1997 Moscow City Duma election
- All 35 seats in the Moscow City Duma 18 seats needed for a majority
- Turnout: 30.24% ▼22.30pp
- This lists parties that won seats. See the complete results below.
| Party |  | Seats |
|  | Pro-Administration | 14 |
|  | Democratic Majority (Pro-Administration) | 12 |
|  | Democratic Majority (Independent) | 4 |
|  | Independent | 3 |
|  | Opposition | 2 |
| Chairman of the City Duma before | Chairman of the City Duma after |
| Vladimir Platonov Choice of Russia | Vladimir Platonov Independent |

= 1997 Moscow City Duma election =

1997 local government elections in Moscow, Russia

The 1997 Moscow City Duma election was held December 14 of that year to the Moscow City Duma, the city's unicameral parliament (city council). The inaugural election for municipal councils in Moscow's raions was held on the same day.

Participating in the election were 28 associations and four electoral blocs.
==Background==
In 1995, the deputies refused to schedule new elections and instead extended their term for a further two years. This provoked a two-year court case that ended in the summer of 1997 with a ruling that the Duma had acted illegally in extending its powers.

==Campaign==
The "Nikolai Gonchar" bloc was the only bloc that adopted a platform critical of the way Mayor Yury Luzhkov ran the city. Among posters were "In this city, there should be a separation of powers, but the present Moscow City Duma is nothing but a pie with no filling". The bloc, which was set up by the "Our City" movement, the Moscow Association of Councils of Territorial and Social Self-Government, and the Moscow branch of the Democratic Party of Russia, included 33 candidates. The "My Moscow" bloc (CPRF, APR, ROS, Spiritual Heritage and People's Alliance) campaign stressed that "Muscovites support the Mayor's actions" and focused on solving the city's ecological and transportation problems.
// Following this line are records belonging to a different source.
use indexmap::IndexMap;

use crate::{CondaError, Result};

const SEPARATOR: &str = " = ";

/// Variables declared for one environment, in the order conda printed them.
pub type EnvironmentVariables = IndexMap<String, String>;

/// Parses `conda env config vars list` output.
///
/// Every non-blank line must read `KEY = VALUE`; the value is everything after
/// the first separator, so values may themselves contain `" = "`. A line
/// without the separator fails the whole parse.
///
/// # Errors
/// Returns [`CondaError::MalformedVariableLine`] for the first offending line.
pub fn parse_variables(output: &str) -> Result<EnvironmentVariables> {
    let mut vars = IndexMap::new();
    for line in output.lines() {
        let line = line.trim_end_matches('\r');
        if line.trim().is_empty() {
            continue;
        }
        let (key, value) = line
            .split_once(SEPARATOR)
            .ok_or_else(|| CondaError::MalformedVariableLine {
                line: line.to_string(),
            })?;
        vars.insert(key.to_string(), value.to_string());
    }
    Ok(vars)
}
use std::collections::HashMap;
use std::env;
use std::path::PathBuf;
use std::time::Duration;

use dirs_next::home_dir;

use crate::{CondaError, Result};

const ROOT_ENV: &str = "CONDAX_ROOT";
const INSTALLER_URL_ENV: &str = "CONDAX_INSTALLER_URL";
const CONNECT_TIMEOUT_ENV: &str = "CONDAX_CONNECT_TIMEOUT";
const READ_TIMEOUT_ENV: &str = "CONDAX_READ_TIMEOUT";
const KEEP_PROXIES_ENV: &str = "CONDAX_KEEP_PROXIES";

const DEFAULT_TIMEOUT: Duration = Duration::from_secs(10);

const PROXY_KEYS: &[&str] = &[
    "HTTP_PROXY",
    "http_proxy",
    "HTTPS_PROXY",
    "https_proxy",
    "ALL_PROXY",
    "all_proxy",
    "NO_PROXY",
    "no_proxy",
];

#[derive(Debug, Clone)]
pub(crate) struct EnvSnapshot {
    vars: HashMap<String, String>,
}

impl EnvSnapshot {
    pub(crate) fn capture() -> Self {
        Self {
            vars: env::vars().collect(),
        }
    }

    pub(crate) fn var(&self, key: &str) -> Option<&str> {
        self.vars.get(key).map(String::as_str)
    }

    #[cfg(test)]
    pub(crate) fn testing(pairs: &[(&str, &str)]) -> Self {
        let vars = pairs
            .iter()
            .map(|(k, v)| ((*k).to_string(), (*v).to_string()))
            .collect();
        Self { vars }
    }
}

#[derive(Debug, Clone)]
pub struct Config {
    pub(crate) root: PathBuf,
    pub(crate) download: DownloadConfig,
}

#[derive(Debug, Clone, PartialEq, Eq)]
pub struct DownloadConfig {
    /// Replaces the platform installer URL when set.
    pub url_override: Option<String>,
    pub connect_timeout: Duration,
    pub read_timeout: Duration,
    pub keep_proxies: bool,
}

impl Default for DownloadConfig {
    fn default() -> Self {
        Self {
            url_override: None,
            connect_timeout: DEFAULT_TIMEOUT,
            read_timeout: DEFAULT_TIMEOUT,
            keep_proxies: false,
        }
    }
}

impl Config {
    /// Builds a configuration snapshot from the current process environment.
    ///
    /// # Errors
    /// Returns an error if a numeric setting cannot be parsed.
    pub fn from_env() -> Result<Self> {
        Self::from_snapshot(&EnvSnapshot::capture())
    }

    /// Configuration for an explicit root with default download settings.
    #[must_use]
    pub fn for_root(root: impl Into<PathBuf>) -> Self {
        Self {
            root: root.into(),
            download: DownloadConfig::default(),
        }
    }

    pub(crate) fn from_snapshot(snapshot: &EnvSnapshot) -> Result<Self> {
        let root = match snapshot.var(ROOT_ENV).filter(|value| !value.trim().is_empty()) {
            Some(value) => PathBuf::from(value),
            None => default_root(),
        };
        Ok(Self {
            root,
            download: DownloadConfig {
                url_override: snapshot
                    .var(INSTALLER_URL_ENV)
                    .map(str::trim)
                    .filter(|value| !value.is_empty())
                    .map(ToOwned::to_owned),
                connect_timeout: timeout_setting(snapshot, CONNECT_TIMEOUT_ENV)?,
                read_timeout: timeout_setting(snapshot, READ_TIMEOUT_ENV)?,
                keep_proxies: keep_proxies(snapshot),
            },
        })
    }

    #[must_use]
    pub fn with_root(mut self, root: impl Into<PathBuf>) -> Self {
        self.root = root.into();
        self
    }

    #[must_use]
    pub fn with_download(mut self, download: DownloadConfig) -> Self {
        self.download = download;
        self
    }

    #[must_use]
    pub fn root(&self) -> &PathBuf {
        &self.root
    }

    #[must_use]
    pub fn download(&self) -> &DownloadConfig {
        &self.download
    }
}

fn default_root() -> PathBuf {
    home_dir()
        .unwrap_or_else(|| PathBuf::from("."))
        .join(".condax")
        .join("miniconda3")
}

fn timeout_setting(snapshot: &EnvSnapshot, key: &'static str) -> Result<Duration> {
    match snapshot.var(key) {
        None => Ok(DEFAULT_TIMEOUT),
        Some(raw) => raw
            .trim()
            .parse::<u64>()
            .ok()
            .filter(|secs| *secs > 0)
            .map(Duration::from_secs)
            .ok_or_else(|| CondaError::Config {
                key,
                value: raw.to_string(),
            }),
    }
}

/// Decide whether the installer download should honor proxy variables.
///
/// - `CONDAX_KEEP_PROXIES=1/true/yes/on` forces proxies on.
/// - `CONDAX_KEEP_PROXIES=0/false/no/off/""` forces proxies off.
/// - If unset, proxies are used only when at least one proxy variable is set.
fn keep_proxies(snapshot: &EnvSnapshot) -> bool {
    match snapshot.var(KEEP_PROXIES_ENV) {
        Some(raw) => {
            let value = raw.trim().to_ascii_lowercase();
            !matches!(value.as_str(), "" | "0" | "false" | "no" | "off")
        }
        None => PROXY_KEYS.iter().any(|key| {
            snapshot
                .var(key)
                .is_some_and(|value| !value.trim().is_empty())
        }),
    }
}

#[cfg(test)]
mod tests {
    use super::*;

    #[test]
    fn defaults_use_ten_second_timeouts() {
        let config = Config::from_snapshot(&EnvSnapshot::testing(&[])).unwrap();
        assert_eq!(config.download().connect_timeout, Duration::from_secs(10));
        assert_eq!(config.download().read_timeout, Duration::from_secs(10));
        assert!(config.download().url_override.is_none());
        assert!(config.root().ends_with(PathBuf::from(".condax").join("miniconda3")));
    }

    #[test]
    fn root_and_installer_url_come_from_env() {
        let snapshot = EnvSnapshot::testing(&[
            ("CONDAX_ROOT", "/opt/conda"),
            ("CONDAX_INSTALLER_URL", " http://mirror.example/installer.sh "),
            ("CONDAX_READ_TIMEOUT", "30"),
        ]);
        let config = Config::from_snapshot(&snapshot).unwrap();
        assert_eq!(config.root(), &PathBuf::from("/opt/conda"));
        assert_eq!(
            config.download().url_override.as_deref(),
            Some("http://mirror.example/installer.sh")
        );
        assert_eq!(config.download().read_timeout, Duration::from_secs(30));
    }

    #[test]
    fn invalid_timeout_is_a_config_error() {
        let snapshot = EnvSnapshot::testing(&[("CONDAX_CONNECT_TIMEOUT", "soon")]);
        let err = Config::from_snapshot(&snapshot).unwrap_err();
        assert!(
            matches!(err, CondaError::Config { key: "CONDAX_CONNECT_TIMEOUT", .. }),
            "unexpected error {err:?}"
        );
        let zero = EnvSnapshot::testing(&[("CONDAX_READ_TIMEOUT", "0")]);
        assert!(Config::from_snapshot(&zero).is_err());
    }

    #[test]
    fn keep_proxies_defaults_to_enabled_when_proxy_env_is_set() {
        let snapshot = EnvSnapshot::testing(&[("HTTPS_PROXY", "http://proxy.example")]);
        assert!(keep_proxies(&snapshot));
        let blank = EnvSnapshot::testing(&[("HTTPS_PROXY", "  ")]);
        assert!(!keep_proxies(&blank));
    }

    #[test]
    fn keep_proxies_env_var_overrides_detection() {
        let forced_off = EnvSnapshot::testing(&[
            ("CONDAX_KEEP_PROXIES", "off"),
            ("HTTP_PROXY", "http://proxy.example"),
        ]);
        assert!(!keep_proxies(&forced_off));
        let forced_on = EnvSnapshot::testing(&[("CONDAX_KEEP_PROXIES", "yes")]);
        assert!(keep_proxies(&forced_on));
    }
}
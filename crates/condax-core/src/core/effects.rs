use std::path::Path;
use std::sync::Arc;

use super::process::{run_command, run_command_passthrough, CommandInvocation, RunOutput};
use crate::config::DownloadConfig;
use crate::net;
use crate::Result;

/// Executes fully-built invocations. Implementations must block until the
/// child has exited.
pub trait ProcessRunner: Send + Sync {
    fn run_captured(&self, invocation: &CommandInvocation) -> Result<RunOutput>;
    fn run_passthrough(&self, invocation: &CommandInvocation) -> Result<RunOutput>;
}

pub trait Downloader: Send + Sync {
    fn download(&self, url: &str, dest: &Path, config: &DownloadConfig) -> Result<()>;
}

pub trait Effects: Send + Sync {
    fn processes(&self) -> &dyn ProcessRunner;
    fn downloader(&self) -> &dyn Downloader;
}

pub type SharedEffects = Arc<dyn Effects>;

pub struct SystemEffects {
    processes: Arc<SystemProcessRunner>,
    downloader: Arc<HttpDownloader>,
}

impl SystemEffects {
    #[must_use]
    pub fn new() -> Self {
        Self {
            processes: Arc::new(SystemProcessRunner),
            downloader: Arc::new(HttpDownloader),
        }
    }

    #[must_use]
    pub fn shared() -> SharedEffects {
        Arc::new(Self::new())
    }
}

impl Default for SystemEffects {
    fn default() -> Self {
        Self::new()
    }
}

impl Effects for SystemEffects {
    fn processes(&self) -> &dyn ProcessRunner {
        self.processes.as_ref()
    }

    fn downloader(&self) -> &dyn Downloader {
        self.downloader.as_ref()
    }
}

struct SystemProcessRunner;

impl ProcessRunner for SystemProcessRunner {
    fn run_captured(&self, invocation: &CommandInvocation) -> Result<RunOutput> {
        run_command(invocation)
    }

    fn run_passthrough(&self, invocation: &CommandInvocation) -> Result<RunOutput> {
        run_command_passthrough(invocation)
    }
}

struct HttpDownloader;

impl Downloader for HttpDownloader {
    fn download(&self, url: &str, dest: &Path, config: &DownloadConfig) -> Result<()> {
        net::download_to(url, dest, config).map(|_| ())
    }
}
//! Implementation modules for `condax-core`.
//!
//! Callers normally go through [`crate::CondaManager`] or
//! [`crate::execute`] rather than these modules.

pub mod commands;
pub mod config;
pub mod effects;
pub mod envvars;
pub mod errors;
pub mod installer;
pub mod manager;
pub(crate) mod net;
pub mod outcome;
pub mod platform;
pub mod process;
pub mod registry;
pub mod runner;
pub mod version;

#[cfg(test)]
pub(crate) mod test_support;
use std::error::Error as _;
use std::fmt;

use serde::{Deserialize, Serialize};
use serde_json::{json, Value};

use crate::CondaError;

#[derive(Debug, Clone, Serialize, Deserialize)]
pub struct ExecutionOutcome {
    pub status: CommandStatus,
    pub message: String,
    #[serde(default)]
    pub details: Value,
}

impl ExecutionOutcome {
    pub fn success(message: impl Into<String>, details: Value) -> Self {
        Self {
            status: CommandStatus::Ok,
            message: message.into(),
            details,
        }
    }

    pub fn failure(message: impl Into<String>, details: Value) -> Self {
        Self {
            status: CommandStatus::Failure,
            message: message.into(),
            details,
        }
    }

    pub fn user_error(message: impl Into<String>, details: Value) -> Self {
        Self {
            status: CommandStatus::UserError,
            message: message.into(),
            details,
        }
    }

    /// Outcome for a failed operation; user errors keep exit code 1.
    #[must_use]
    pub fn from_error(err: &CondaError) -> Self {
        let mut details = json!({ "reason": reason(err) });
        if let Some(code) = err.exit_code() {
            details["code"] = json!(code);
        }
        if let Some(cause) = err.source() {
            details["cause"] = json!(cause.to_string());
        }
        if let Some(hint) = hint(err) {
            details["hint"] = json!(hint);
        }
        if err.is_user_error() {
            Self::user_error(err.to_string(), details)
        } else {
            Self::failure(err.to_string(), details)
        }
    }
}

#[derive(Debug, Clone, Copy, Serialize, Deserialize, PartialEq, Eq)]
pub enum CommandStatus {
    Ok,
    UserError,
    Failure,
}

impl CommandStatus {
    #[must_use]
    pub fn exit_code(self) -> i32 {
        match self {
            CommandStatus::Ok => 0,
            CommandStatus::UserError => 1,
            CommandStatus::Failure => 2,
        }
    }
}

#[derive(Clone, Copy, Debug, PartialEq, Eq)]
pub enum CommandGroup {
    Version,
    Envs,
    Create,
    Install,
    Uninstall,
    Update,
    Pip,
    Run,
    Vars,
    Conda,
}

impl fmt::Display for CommandGroup {
    fn fmt(&self, f: &mut fmt::Formatter<'_>) -> fmt::Result {
        let name = match self {
            CommandGroup::Version => "version",
            CommandGroup::Envs => "envs",
            CommandGroup::Create => "create",
            CommandGroup::Install => "install",
            CommandGroup::Uninstall => "uninstall",
            CommandGroup::Update => "update",
            CommandGroup::Pip => "pip",
            CommandGroup::Run => "run",
            CommandGroup::Vars => "vars",
            CommandGroup::Conda => "conda",
        };
        f.write_str(name)
    }
}

#[derive(Clone, Copy, Debug)]
pub struct CommandInfo {
    pub group: CommandGroup,
    pub name: &'static str,
}

impl CommandInfo {
    #[must_use]
    pub const fn new(group: CommandGroup, name: &'static str) -> Self {
        Self { group, name }
    }
}

fn reason(err: &CondaError) -> &'static str {
    match err {
        CondaError::UnsupportedPlatform { .. } => "unsupported_platform",
        CondaError::Download { .. } => "download_failed",
        CondaError::Installation { .. } => "installer_failed",
        CondaError::InstallationVerification { .. } => "installation_unusable",
        CondaError::EnvironmentExists { .. } => "environment_exists",
        CondaError::UnknownEnvironment { .. } => "unknown_environment",
        CondaError::CommandFailed { .. } => "command_failed",
        CondaError::MalformedVariableLine { .. } => "malformed_variables",
        CondaError::InvalidVersion { .. } => "invalid_version",
        CondaError::Config { .. } => "invalid_config",
        CondaError::Process { .. } => "spawn_failed",
        CondaError::Io { .. } => "io",
    }
}

fn hint(err: &CondaError) -> Option<&'static str> {
    match err {
        CondaError::EnvironmentExists { .. } => Some("Pass --force to recreate it."),
        CondaError::UnknownEnvironment { .. } => {
            Some("Run `condax envs` to list available environments.")
        }
        CondaError::Download { .. } => {
            Some("Check connectivity or point CONDAX_INSTALLER_URL at a reachable mirror.")
        }
        CondaError::InstallationVerification { .. } => {
            Some("Remove the installation root and rerun to reinstall.")
        }
        _ => None,
    }
}

#[must_use]
pub fn to_json_response(info: CommandInfo, outcome: &ExecutionOutcome) -> Value {
    let status = match outcome.status {
        CommandStatus::Ok => "ok",
        CommandStatus::UserError => "user-error",
        CommandStatus::Failure => "error",
    };
    let details = match &outcome.details {
        Value::Object(_) => outcome.details.clone(),
        Value::Null => json!({}),
        other => json!({ "value": other }),
    };
    json!({
        "status": status,
        "message": format_status_message(info, &outcome.message),
        "details": details,
    })
}

#[must_use]
pub fn format_status_message(info: CommandInfo, message: &str) -> String {
    let group_name = info.group.to_string();
    let prefix = if group_name == info.name {
        format!("condax {}", info.name)
    } else {
        format!("condax {} {}", group_name, info.name)
    };
    if message.is_empty() {
        prefix
    } else if message.starts_with(&prefix) {
        message.to_string()
    } else {
        format!("{prefix}: {message}")
    }
}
Some days before the voting the city hall-owned newspaper Tverskaya 13 published a list of 35 candidates that were endorsed by the mayor. They won in all but 9 districts. The "Luzhkov list" had a partial overlap with a joint "democratic majority" list backed by NDR, DVR and Yabloko parties.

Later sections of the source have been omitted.